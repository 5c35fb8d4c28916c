use crate::config::fee_tables::FeeTables;
use crate::core::parcel_fees::ParcelFeeEngine;
use crate::core::polygon::{close_ring, compute_area};
use crate::core::projection::ProjectionTransformer;
use crate::core::zoning::ZoneClassifier;
use crate::core::{parser, polygon::AreaFigures};
use crate::domain::model::{FeeResult, GeographicPoint, Parcel, Ring, ZoneMatch};
use crate::domain::ports::{ReverseGeocoder, ZoneLookup};
use crate::utils::error::Result;
use std::io::Read;

/// Everything the workflow needs downstream of a coordinate upload: the
/// parcel with both rings, its area figures, the matched zone, and the fee
/// quote for that zone and size.
#[derive(Debug, Clone, serde::Serialize)]
pub struct SurveyReport {
    pub parcel: Parcel,
    pub area: AreaFigures,
    pub zone: ZoneMatch,
    pub fees: FeeResult,
    pub locality: Option<String>,
}

/// Full parcel pipeline: parse, project, close, measure, classify, price.
/// Projection, area, and fee lookups are pure; the only external calls are
/// the zoning query and the optional reverse geocode.
pub struct SurveyEngine<L: ZoneLookup> {
    transformer: ProjectionTransformer,
    classifier: ZoneClassifier<L>,
    tables: FeeTables,
}

impl<L: ZoneLookup> SurveyEngine<L> {
    pub fn new(zone_lookup: L, tables: FeeTables) -> Result<Self> {
        Ok(Self {
            transformer: ProjectionTransformer::new()?,
            classifier: ZoneClassifier::new(zone_lookup),
            tables,
        })
    }

    pub fn tables(&self) -> &FeeTables {
        &self.tables
    }

    pub async fn process<R: Read>(
        &self,
        input: R,
        geocoder: Option<&dyn ReverseGeocoder>,
    ) -> Result<SurveyReport> {
        tracing::info!("Parsing coordinate upload");
        let coordinates = parser::parse_coordinates(input)?;
        tracing::info!("Parsed {} survey coordinates", coordinates.len());

        // Close the projected ring first, then transform the closed ring so
        // the two rings stay vertex-parallel.
        let projected = close_ring(coordinates)?;
        let geographic_points = self.transformer.transform_all(projected.points())?;
        let geographic = close_ring(geographic_points)?;

        let area = compute_area(&projected);
        tracing::info!("Parcel area: {} sqm ({} ha)", area.sqm, area.hectares);

        let zone = self.classifier.classify(&geographic).await?;
        tracing::info!("Parcel classified as {} ({})", zone.schedule, zone.purpose);

        let fees = ParcelFeeEngine::new(&self.tables).quote_area(area.sqm, zone.schedule)?;

        let locality = match geocoder {
            Some(geocoder) => {
                let (latitude, longitude) = ring_centroid(&geographic);
                match geocoder.locate(latitude, longitude).await {
                    Ok(locality) => locality,
                    Err(e) => {
                        // Enrichment only; the quote stands without it.
                        tracing::warn!("Reverse geocoding failed: {}", e);
                        None
                    }
                }
            }
            None => None,
        };

        let parcel = Parcel {
            projected,
            geographic: geographic.clone(),
            area_sqm: area.sqm,
            area_ha: area.hectares,
            zone: Some(zone.clone()),
        };

        Ok(SurveyReport {
            parcel,
            area,
            zone,
            fees,
            locality,
        })
    }
}

/// Vertex mean of the ring (closing duplicate excluded). Good enough to
/// anchor a reverse-geocode; not a true polygon centroid.
fn ring_centroid(ring: &Ring<GeographicPoint>) -> (f64, f64) {
    let vertices = &ring.points()[..ring.vertex_count()];
    let n = vertices.len() as f64;
    let (lon_sum, lat_sum) = vertices.iter().fold((0.0, 0.0), |(lon, lat), p| {
        (lon + p.longitude, lat + p.latitude)
    });
    (lat_sum / n, lon_sum / n)
}

#[cfg(test)]
mod tests {
    use super::*;
    use crate::core::polygon::close_ring;

    #[test]
    fn test_ring_centroid_excludes_closing_vertex() {
        let ring = close_ring(vec![
            GeographicPoint { longitude: 6.0, latitude: 4.0 },
            GeographicPoint { longitude: 8.0, latitude: 4.0 },
            GeographicPoint { longitude: 8.0, latitude: 5.0 },
            GeographicPoint { longitude: 6.0, latitude: 5.0 },
        ])
        .unwrap();
        let (latitude, longitude) = ring_centroid(&ring);
        assert_eq!(latitude, 4.5);
        assert_eq!(longitude, 7.0);
    }
}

**********

Exercise brief ▸ Repeat the material word for word, in full.

Response to the task ▸
repository 5c35fb8d4c28916c
use crate::config::fee_tables::FeeTables;
use crate::core::parcel_fees::ParcelFeeEngine;
use crate::core::polygon::{close_ring, compute_area};
use crate::core::projection::ProjectionTransformer;
use crate::core::zoning::ZoneClassifier;
use crate::core::{parser, polygon::AreaFigures};
use crate::domain::model::{FeeResult, GeographicPoint, Parcel, Ring, ZoneMatch};
use crate::domain::ports::{ReverseGeocoder, ZoneLookup};
use crate::utils::error::Result;
use std::io::Read;

/// Everything the workflow needs downstream of a coordinate upload: the
/// parcel with both rings, its area figures, the matched zone, and the fee
/// quote for that zone and size.
#[derive(Debug, Clone, serde::Serialize)]
pub struct SurveyReport {
    pub parcel: Parcel,
    pub area: AreaFigures,
    pub zone: ZoneMatch,
    pub fees: FeeResult,
    pub locality: Option<String>,
}

/// Full parcel pipeline: parse, project, close, measure, classify, price.
/// Projection, area, and fee lookups are pure; the only external calls are
/// the zoning query and the optional reverse geocode.
pub struct SurveyEngine<L: ZoneLookup> {
    transformer: ProjectionTransformer,
    classifier: ZoneClassifier<L>,
    tables: FeeTables,
}

impl<L: ZoneLookup> SurveyEngine<L> {
    pub fn new(zone_lookup: L, tables: FeeTables) -> Result<Self> {
        Ok(Self {
            transformer: ProjectionTransformer::new()?,
            classifier: ZoneClassifier::new(zone_lookup),
            tables,
        })
    }

    pub fn tables(&self) -> &FeeTables {
        &self.tables
    }

    pub async fn process<R: Read>(
        &self,
        input: R,
        geocoder: Option<&dyn ReverseGeocoder>,
    ) -> Result<SurveyReport> {
        tracing::info!("Parsing coordinate upload");
        let coordinates = parser::parse_coordinates(input)?;
        tracing::info!("Parsed {} survey coordinates", coordinates.len());

        // Close the projected ring first, then transform the closed ring so
        // the two rings stay vertex-parallel.
        let projected = close_ring(coordinates)?;
        let geographic_points = self.transformer.transform_all(projected.points())?;
        let geographic = close_ring(geographic_points)?;

        let area = compute_area(&projected);
        tracing::info!("Parcel area: {} sqm ({} ha)", area.sqm, area.hectares);

        let zone = self.classifier.classify(&geographic).await?;
        tracing::info!("Parcel classified as {} ({})", zone.schedule, zone.purpose);

        let fees = ParcelFeeEngine::new(&self.tables).quote_area(area.sqm, zone.schedule)?;

        let locality = match geocoder {
            Some(geocoder) => {
                let (latitude, longitude) = ring_centroid(&geographic);
                match geocoder.locate(latitude, longitude).await {
                    Ok(locality) => locality,
                    Err(e) => {
                        // Enrichment only; the quote stands without it.
                        tracing::warn!("Reverse geocoding failed: {}", e);
                        None
                    }
                }
            }
            None => None,
        };

        let parcel = Parcel {
            projected,
            geographic: geographic.clone(),
            area_sqm: area.sqm,
            area_ha: area.hectares,
            zone: Some(zone.clone()),
        };

        Ok(SurveyReport {
            parcel,
            area,
            zone,
            fees,
            locality,
        })
    }
}

/// Vertex mean of the ring (closing duplicate excluded). Good enough to
/// anchor a reverse-geocode; not a true polygon centroid.
fn ring_centroid(ring: &Ring<GeographicPoint>) -> (f64, f64) {
    let vertices = &ring.points()[..ring.vertex_count()];
    let n = vertices.len() as f64;
    let (lon_sum, lat_sum) = vertices.iter().fold((0.0, 0.0), |(lon, lat), p| {
        (lon + p.longitude, lat + p.latitude)
    });
    (lat_sum / n, lon_sum / n)
}

#[cfg(test)]
mod tests {
    use super::*;
    use crate::core::polygon::close_ring;

    #[test]
    fn test_ring_centroid_excludes_closing_vertex() {
        let ring = close_ring(vec![
            GeographicPoint { longitude: 6.0, latitude: 4.0 },
            GeographicPoint { longitude: 8.0, latitude: 4.0 },
            GeographicPoint { longitude: 8.0, latitude: 5.0 },
            GeographicPoint { longitude: 6.0, latitude: 5.0 },
        ])
        .unwrap();
        let (latitude, longitude) = ring_centroid(&ring);
        assert_eq!(latitude, 4.5);
        assert_eq!(longitude, 7.0);
    }
}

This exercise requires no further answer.